Os desfalques no plenário do Supremo Tribunal Federal (a ministra Ellen Gracie, que se aposentou, e o ministro Joaquim Barbosa, com problemas de saúde) tiraram da pauta imediata um dos mais polêmicos temas à espera de decisão da Corte. Trata-se da descriminalização de aborto de fetos com anencefalia (genericamente má-formação do cérebro, ou por definição inexistência de abóbada craniana e dos hemisférios cerebrais). Previa-se que a questão seria definitivamente debatida e votada na agenda de agosto, mas, em razão da carga de controvérsias que o assunto encerra, o STF só deve analisá-la quando o quadro de ministros estiver completo.

É compreensível que seja assim com assunto tão polêmico. Afinal, o tema ocupa a pauta do tribunal desde 2004, quando a Confederação Nacional dos Trabalhadores na Saúde entrou com uma ação na Corte requerendo autorização legal, em todo o país, para a interrupção de gravidez nesses casos. Na época, o ministro Marco Aurélio Mello chegou a conceder uma liminar favorável ao pedido, cassada em seguida para que o tribunal analisasse em definitivo o pedido. Mas o mais importante na decisão do Supremo de esperar pela totalidade do seus membros para se posicionar é que está em questão um assunto delicado, na fronteira entre ética, religião, saúde e deveres de um Estado laico. Após tantos anos de debates entre os que defendem esse tipo de aborto e aqueles que são contra, é recomendável a prudência.
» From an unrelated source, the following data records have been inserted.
// SPDX-FileCopyrightText: 2025 Jason Pena <jasonpena@awkless.com>
// SPDX-License-Identifier: MIT

//! Workspace drift analysis.
//!
//! Compares the repositories a project declares against the directories that
//! actually exist in its workspace. A directory is __missing__ when declared
//! but absent, and __undeclared__ when present but not declared. Directories
//! listed in the ignore set never count as present.

use crate::{
    console::{DeleteChoice, PromptError, Prompter},
    remote::{RemoteError, RemoteSet},
    syscall::Syscall,
};

use std::{
    collections::{BTreeMap, BTreeSet},
    fmt::{Display, Formatter, Result as FmtResult},
    fs::{read_dir, remove_dir_all},
    io::ErrorKind,
    path::{Path, PathBuf},
};
use tracing::{info, instrument, warn};

/// What could be learned about the remote of an undeclared directory.
#[derive(Debug, Clone, PartialEq, Eq)]
pub enum RemoteProbe {
    /// Fetch URL of `origin`.
    Url(String),

    /// Checkout without an `origin` remote.
    NoOrigin,

    /// Directory is not a checkout.
    NotARepo,

    /// Remotes listed, but the listing made no sense.
    Unreadable(String),
}

impl Display for RemoteProbe {
    fn fmt(&self, fmt: &mut Formatter<'_>) -> FmtResult {
        match self {
            Self::Url(url) => fmt.write_str(url),
            Self::NoOrigin => fmt.write_str("No origin remote"),
            Self::NotARepo => fmt.write_str("Not a git repo"),
            Self::Unreadable(reason) => write!(fmt, "Unreadable remotes: {reason}"),
        }
    }
}

/// Difference between declared and actual repository directories.
#[derive(Debug, Default, Clone, PartialEq, Eq)]
pub struct Drift {
    /// Declared but absent.
    pub missing: BTreeSet<String>,

    /// Present but not declared, with their probed remote.
    pub undeclared: BTreeMap<String, RemoteProbe>,
}

impl Drift {
    pub fn is_clean(&self) -> bool {
        self.missing.is_empty() && self.undeclared.is_empty()
    }
}

impl Display for Drift {
    fn fmt(&self, fmt: &mut Formatter<'_>) -> FmtResult {
        if self.is_clean() {
            return writeln!(fmt, "No drift");
        }

        if !self.missing.is_empty() {
            writeln!(fmt, "Missing:")?;
            for name in &self.missing {
                writeln!(fmt, "  {name}")?;
            }
        }

        if !self.undeclared.is_empty() {
            writeln!(fmt, "Undeclared:")?;
            for (name, probe) in &self.undeclared {
                writeln!(fmt, "  {name}: {probe}")?;
            }
        }

        Ok(())
    }
}

/// Result of interactive deletion of undeclared directories.
#[derive(Debug, Default, Clone, PartialEq, Eq)]
pub struct PruneOutcome {
    pub deleted: Vec<String>,
    pub skipped: Vec<String>,

    /// User stopped before every directory was visited.
    pub aborted: bool,
}

/// Immediate subdirectories of `workspace` not named in `ignore`.
///
/// A workspace that does not exist yet has no directories.
///
/// # Errors
///
/// - Return [`ScanError::ReadWorkspace`] if workspace cannot be listed.
pub fn actual_dirs(workspace: &Path, ignore: &BTreeSet<String>) -> Result<BTreeSet<String>> {
    let read_error = |err| ScanError::ReadWorkspace {
        source: err,
        path: workspace.to_path_buf(),
    };

    let entries = match read_dir(workspace) {
        Ok(entries) => entries,
        Err(err) if err.kind() == ErrorKind::NotFound => {
            warn!("workspace {:?} does not exist", workspace.display());
            return Ok(BTreeSet::new());
        }
        Err(err) => return Err(read_error(err)),
    };

    let mut dirs = BTreeSet::new();
    for entry in entries {
        let entry = entry.map_err(read_error)?;
        if !entry.path().is_dir() {
            continue;
        }

        let name = entry.file_name().to_string_lossy().into_owned();
        if !ignore.contains(&name) {
            dirs.insert(name);
        }
    }

    Ok(dirs)
}

/// Read-only drift analysis of one workspace.
#[derive(Debug)]
pub struct FleetScanner<'a, S>
where
    S: Syscall,
{
    remotes: &'a RemoteSet<S>,
}

impl<'a, S> FleetScanner<'a, S>
where
    S: Syscall,
{
    pub fn new(remotes: &'a RemoteSet<S>) -> Self {
        Self { remotes }
    }

    /// Compute drift of `workspace` against `declared` directory names.
    ///
    /// Never mutates anything. Undeclared directories that are not checkouts
    /// are labeled, not treated as errors.
    ///
    /// # Errors
    ///
    /// - Return [`ScanError::ReadWorkspace`] if workspace cannot be listed.
    #[instrument(skip(self, declared, ignore), level = "debug")]
    pub fn analyze(
        &self,
        workspace: &Path,
        declared: &BTreeSet<String>,
        ignore: &BTreeSet<String>,
    ) -> Result<Drift> {
        let actual = actual_dirs(workspace, ignore)?;
        let missing = declared.difference(&actual).cloned().collect();
        let undeclared = actual
            .difference(declared)
            .map(|name| (name.clone(), self.probe(&workspace.join(name))))
            .collect();

        Ok(Drift {
            missing,
            undeclared,
        })
    }

    fn probe(&self, dir: &Path) -> RemoteProbe {
        match self.remotes.read(dir) {
            Ok(table) => match table.origin() {
                Some(url) => RemoteProbe::Url(url.to_string()),
                None => RemoteProbe::NoOrigin,
            },
            Err(RemoteError::Command { .. } | RemoteError::Enclosed { .. }) => {
                RemoteProbe::NotARepo
            }
            Err(error @ RemoteError::Malformed { .. }) => {
                RemoteProbe::Unreadable(error.to_string())
            }
        }
    }

    /// Offer deletion of every undeclared directory of `drift`.
    ///
    /// Directories are visited in name order. Answering abort stops right
    /// away, leaving every remaining directory untouched.
    ///
    /// # Errors
    ///
    /// - Return [`ScanError::Prompt`] if prompting fails.
    /// - Return [`ScanError::Delete`] if a directory cannot be removed.
    pub fn prune(
        &self,
        workspace: &Path,
        drift: &Drift,
        prompter: &mut dyn Prompter,
    ) -> Result<PruneOutcome> {
        let mut outcome = PruneOutcome::default();
        for (name, probe) in &drift.undeclared {
            match prompter.delete_choice(name, &probe.to_string())? {
                DeleteChoice::Delete => {
                    let path = workspace.join(name);
                    info!("delete {:?}", path.display());
                    remove_dir_all(&path).map_err(|err| ScanError::Delete { source: err, path })?;
                    outcome.deleted.push(name.clone());
                }
                DeleteChoice::Skip => outcome.skipped.push(name.clone()),
                DeleteChoice::Abort => {
                    outcome.aborted = true;
                    break;
                }
            }
        }

        Ok(outcome)
    }
}

/// Drift analysis error types.
#[derive(Debug, thiserror::Error)]
pub enum ScanError {
    /// Workspace cannot be listed.
    #[error("failed to read workspace at {:?}", path.display())]
    ReadWorkspace {
        #[source]
        source: std::io::Error,
        path: PathBuf,
    },

    /// Undeclared directory cannot be deleted.
    #[error("failed to delete {:?}", path.display())]
    Delete {
        #[source]
        source: std::io::Error,
        path: PathBuf,
    },

    #[error(transparent)]
    Prompt(#[from] PromptError),
}

/// Friendly result alias :3
pub type Result<T, E = ScanError> = std::result::Result<T, E>;
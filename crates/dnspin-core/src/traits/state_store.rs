// # Sync State Store Trait
//
// Defines the interface for the durable last-synced-IP cache.
//
// ## Purpose
//
// The store holds a single value: the last public IP the engine confirmed
// to be correctly published in DNS. It exists purely to short-circuit
// reconciliation passes — the source of truth is always the live DNS
// record and the live public IP.
//
// ## Failure model
//
// Both operations absorb their own failures:
// - `load()` reports any read error as "absent" (and logs it); the engine
//   then performs a full check, which is safe
// - `save()` is best-effort; a lost write only means the next pass redoes
//   the comparison work, which is idempotent
//
// Implementations log their own faults so the engine never has to care.
//
// ## Implementations
//
// - File-based: [`crate::state::FileSyncStateStore`]
// - In-memory: [`crate::state::MemorySyncStateStore`]

use async_trait::async_trait;
use std::net::IpAddr;

/// Trait for sync-state store implementations
///
/// Implementations must be thread-safe and usable across async tasks,
/// although the engine only ever drives one pass at a time.
#[async_trait]
pub trait SyncStateStore: Send + Sync {
    /// Load the last synced IP
    ///
    /// # Returns
    ///
    /// - `Some(IpAddr)`: The stored value
    /// - `None`: Never written, or unreadable (the error is logged by the
    ///   implementation, not propagated)
    async fn load(&self) -> Option<IpAddr>;

    /// Overwrite the stored value
    ///
    /// Best-effort: write errors are logged by the implementation and not
    /// propagated.
    async fn save(&self, ip: IpAddr);
}
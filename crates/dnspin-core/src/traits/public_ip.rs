// # Public IP Provider Trait
//
// Defines the interface for obtaining the machine's externally visible
// IP address.
//
// ## Implementations
//
// - HTTP echo services (api.ipify.org and friends): `dnspin-ip-http` crate
//
// ## Usage
//
// ```rust,ignore
// use dnspin_core::PublicIpProvider;
//
// #[tokio::main]
// async fn main() -> anyhow::Result<()> {
//     let source = /* PublicIpProvider implementation */;
//     let ip = source.current_ip().await?;
//     println!("public IP: {ip}");
//     Ok(())
// }
// ```

use async_trait::async_trait;
use std::net::IpAddr;

/// Trait for public-IP lookup implementations
///
/// One call per reconciliation pass; the engine does not cache the result
/// beyond the pass. Implementations must be thread-safe and usable across
/// async tasks.
///
/// Implementations are single-shot observers:
/// - Apply a bounded request timeout so a hung lookup cannot stall the loop
/// - Return only IPv4 addresses (the engine manages "A" records)
/// - Return an error instead of retrying; the next pass retries naturally
#[async_trait]
pub trait PublicIpProvider: Send + Sync {
    /// Fetch the current public IP address
    ///
    /// # Returns
    ///
    /// - `Ok(IpAddr)`: The externally visible address
    /// - `Err(Error)`: If the address could not be determined; the engine
    ///   logs this as a soft failure and retries on the next tick
    async fn current_ip(&self) -> Result<IpAddr, crate::Error>;

    /// Get the source name (for logging/debugging)
    fn source_name(&self) -> &'static str;
}
//! Core traits for the dnspin system
//!
//! This module defines the abstract interfaces that all implementations must follow.
//!
//! - [`PublicIpProvider`]: Fetch the current externally visible IP address
//! - [`DnsProvider`]: Look up and update one DNS record via a provider API
//! - [`SyncStateStore`]: Durable cache of the last IP confirmed live in DNS

pub mod dns_provider;
pub mod public_ip;
pub mod state_store;

pub use dns_provider::{DnsProvider, DnsRecordSnapshot, RecordType, Zone};
pub use public_ip::PublicIpProvider;
pub use state_store::SyncStateStore;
O ministro Marco Aurélio, relator da ação, já tornou pública sua posição favorável à interrupção da gravidez nesses casos, com a inclusão no Código Penal de mais uma exceção para a lei permitir a interrupção terapêutica da gestação (atualmente, a legislação admite o aborto em casos de estupro ou quando a gestação representa risco de vida para a grávida). Deve-se respeitar, na discussão, os aspectos subjetivos (religião, moral, ética etc) que estão na base da argumentação daqueles que são contra a contracepção, mesmo as de ordem médica. Mas há um ponto crucial do qual o debate não pode passar ao largo: a medicina já provou que não há a menor possibilidade de vida futura nos casos de anencefalia.

Quem nasce com esse tipo de má-formação tem uma sobrevida curta, quase sempre de algumas horas. Ademais, há base legal para a aceitação do aborto nessas circunstâncias, como lembra o relator da ação: "O Código Penal viabiliza a interrupção terapêutica da gravidez quando há risco para a mulher. O risco de vida não é uma questão relacionada apenas à integridade física, mas à saúde num sentido mais amplo. A gravidez de um feto anencefálico traz danos irreversíveis à mulher tanto do ponto de vista físico quanto psicológico da gestante".

A prudência tem marcado a ação do STF nesse tema. Como no julgamento que resultou na aprovação das pesquisas com células-tronco, outro tema com delicadas implicações nas áreas da ética, da religião e da saúde, o tribunal promoveu discussões com personalidades e entidades contrárias e favoráveis à descriminalização. Por fim, mas sem dúvida de grande relevância, deve-se frisar que, mesmo aprovando o aborto nos casos de anencefalia, a Corte deixará que a decisão sobre a interrupção da gravidez seja sempre da mãe. Ou seja, ela terá total liberdade de escolha, à luz de suas convicções sociais ou levando em conta aspectos da própria saúde. É um respeito que se deve a um direito inegociável da gestante.